[TRY IT] When the word "loop" shows up in a line of the data below, copy that whole line.

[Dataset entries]
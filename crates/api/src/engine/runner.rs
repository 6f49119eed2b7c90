//! Per-job generation runner.
//!
//! [`GenerationRunner`] owns the submit -> poll -> fetch sequence for each
//! job. `start` spawns one background task per job and returns
//! immediately; the task writes every outcome, including its own errors,
//! into the [`JobStore`] as a terminal state. Nothing escapes the task as
//! an uncaught fault.
//!
//! There are no retries beyond the polling loop itself: a submission,
//! status-check, or download error fails the job on the spot. That is a
//! deliberate fail-fast policy, not an oversight.

use std::collections::HashMap;
use std::path::PathBuf;
use std::sync::Arc;
use std::time::Duration;

use tokio::sync::Mutex;
use tokio::task::JoinHandle;
use vidgen_core::job::{JobId, JobStore};
use vidgen_core::storage::video_file_path;
use vidgen_framepack::{RemoteStatus, VideoWorker};

/// Maximum number of status-check requests per job.
const DEFAULT_MAX_POLLS: u32 = 240;
/// Sleep between status checks. Together with [`DEFAULT_MAX_POLLS`] this
/// gives a soft ceiling of about 20 minutes of wall-clock wait.
const DEFAULT_POLL_DELAY: Duration = Duration::from_secs(5);

/// Tunables for the polling loop.
///
/// Production uses the defaults; tests shrink the poll budget and zero the
/// delay to run the loop deterministically.
#[derive(Debug, Clone)]
pub struct RunnerConfig {
    pub max_polls: u32,
    pub poll_delay: Duration,
    /// Directory where finished videos are materialized.
    pub storage_dir: PathBuf,
}

impl RunnerConfig {
    pub fn new(storage_dir: PathBuf) -> Self {
        Self {
            max_polls: DEFAULT_MAX_POLLS,
            poll_delay: DEFAULT_POLL_DELAY,
            storage_dir,
        }
    }
}

/// Launches and tracks one background task per job.
///
/// Handles are retained so the tasks stay observable and tests can await
/// completion deterministically. There is no admission control: every
/// created job gets its own task immediately.
pub struct GenerationRunner {
    jobs: Arc<JobStore>,
    worker: Arc<dyn VideoWorker>,
    config: RunnerConfig,
    /// Background task handles indexed by job id.
    tasks: Mutex<HashMap<JobId, JoinHandle<()>>>,
}

impl GenerationRunner {
    pub fn new(jobs: Arc<JobStore>, worker: Arc<dyn VideoWorker>, config: RunnerConfig) -> Self {
        Self {
            jobs,
            worker,
            config,
            tasks: Mutex::new(HashMap::new()),
        }
    }

    /// Spawn the background task for a freshly created job.
    ///
    /// Returns as soon as the task is spawned; the caller never waits on
    /// remote work. At most one task ever exists per job id because job
    /// ids are created once and never reused.
    pub async fn start(&self, job_id: JobId, prompt: String, duration_seconds: u32) {
        let jobs = Arc::clone(&self.jobs);
        let worker = Arc::clone(&self.worker);
        let config = self.config.clone();

        let handle = tokio::spawn(async move {
            run_job(&jobs, worker.as_ref(), &config, job_id, &prompt, duration_seconds).await;
        });

        self.tasks.lock().await.insert(job_id, handle);
    }

    /// Await the background task for a job, if one was started.
    ///
    /// Returns `true` if a task existed and ran to completion. Used by
    /// tests and available for diagnostics; production request handling
    /// never calls this.
    pub async fn wait(&self, job_id: JobId) -> bool {
        let handle = self.tasks.lock().await.remove(&job_id);
        match handle {
            Some(handle) => handle.await.is_ok(),
            None => false,
        }
    }
}

/// Drive one job from `Running` to a terminal state.
///
/// Every error path ends in `set_failed`; the job record is the only
/// place outcomes are reported.
async fn run_job(
    jobs: &JobStore,
    worker: &dyn VideoWorker,
    config: &RunnerConfig,
    job_id: JobId,
    prompt: &str,
    duration_seconds: u32,
) {
    jobs.set_running(job_id).await;

    // 1) Submit. Submission failures are terminal; there is no retry.
    let remote_job_id = match worker.submit(job_id, prompt, duration_seconds).await {
        Ok(id) => id,
        Err(e) => {
            tracing::error!(%job_id, error = %e, "Submission to video worker failed");
            jobs.set_failed(job_id, &e.to_string()).await;
            return;
        }
    };
    jobs.set_remote_job(job_id, &remote_job_id).await;

    // 2) Poll until the worker reports a terminal status or the poll
    //    budget runs out.
    for attempt in 0..config.max_polls {
        match worker.poll_once(&remote_job_id).await {
            Ok(RemoteStatus::Done { video_url }) => {
                // 3) Materialize the artifact locally, keyed by our job id.
                let destination = video_file_path(&config.storage_dir, job_id);
                match worker.fetch_artifact(&video_url, &destination).await {
                    Ok(()) => {
                        tracing::info!(
                            %job_id,
                            remote_job_id = %remote_job_id,
                            path = %destination.display(),
                            "Video generation completed",
                        );
                        jobs.set_done(job_id, destination).await;
                    }
                    Err(e) => {
                        tracing::error!(%job_id, error = %e, "Video download failed");
                        jobs.set_failed(job_id, &e.to_string()).await;
                    }
                }
                return;
            }
            Ok(RemoteStatus::Failed { message }) => {
                tracing::warn!(%job_id, remote_job_id = %remote_job_id, %message, "Worker reported failure");
                jobs.set_failed(job_id, &format!("Worker failed: {message}"))
                    .await;
                return;
            }
            Ok(RemoteStatus::Queued | RemoteStatus::Running) => {
                tracing::debug!(%job_id, attempt, "Job still in progress");
                tokio::time::sleep(config.poll_delay).await;
            }
            Err(e) => {
                // Transport errors during polling are terminal: fast,
                // visible failure instead of masking a flaky worker.
                tracing::error!(%job_id, error = %e, "Status check failed");
                jobs.set_failed(job_id, &e.to_string()).await;
                return;
            }
        }
    }

    tracing::warn!(%job_id, max_polls = config.max_polls, "Polling budget exhausted");
    jobs.set_failed(job_id, "Video generation timed out").await;
}
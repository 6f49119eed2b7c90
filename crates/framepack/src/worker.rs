//! The [`VideoWorker`] seam between the generation runner and whatever
//! service actually synthesizes video.

use std::path::Path;

use vidgen_core::job::JobId;

use crate::client::WorkerError;

/// Status reported by the remote worker for one of its jobs.
#[derive(Debug, Clone, PartialEq, Eq)]
pub enum RemoteStatus {
    /// Accepted but not started yet.
    Queued,
    /// Generation in progress.
    Running,
    /// Finished; the video can be downloaded from `video_url`.
    Done { video_url: String },
    /// The worker gave up on the job.
    Failed { message: String },
}

/// Remote interactions needed to run one generation job.
///
/// Implementations must be safe to share across the per-job background
/// tasks (`Send + Sync`); the runner holds one instance behind an `Arc`.
#[async_trait::async_trait]
pub trait VideoWorker: Send + Sync {
    /// Submit a generation request.
    ///
    /// `job_id` is our local identifier; the worker is expected to echo
    /// back its own. Returns the remote job identifier to poll with.
    async fn submit(
        &self,
        job_id: JobId,
        prompt: &str,
        duration_seconds: u32,
    ) -> Result<String, WorkerError>;

    /// Issue one status-check request for a previously submitted job.
    async fn poll_once(&self, remote_job_id: &str) -> Result<RemoteStatus, WorkerError>;

    /// Download the finished video to `destination`.
    ///
    /// All-or-nothing: on error the destination must not be left behind
    /// as a partial file.
    async fn fetch_artifact(&self, video_url: &str, destination: &Path)
        -> Result<(), WorkerError>;
}
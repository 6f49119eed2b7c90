use crate::job::JobId;

#[derive(Debug, thiserror::Error)]
pub enum CoreError {
    #[error("Entity not found: {entity} with id {id}")]
    NotFound { entity: &'static str, id: JobId },

    #[error("Validation failed: {0}")]
    Validation(String),

    #[error("Internal error: {0}")]
    Internal(String),
}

[ANSWER SPACE]
//! There are no retries beyond the polling loop itself: a submission,
/// Tunables for the polling loop.
/// delay to run the loop deterministically.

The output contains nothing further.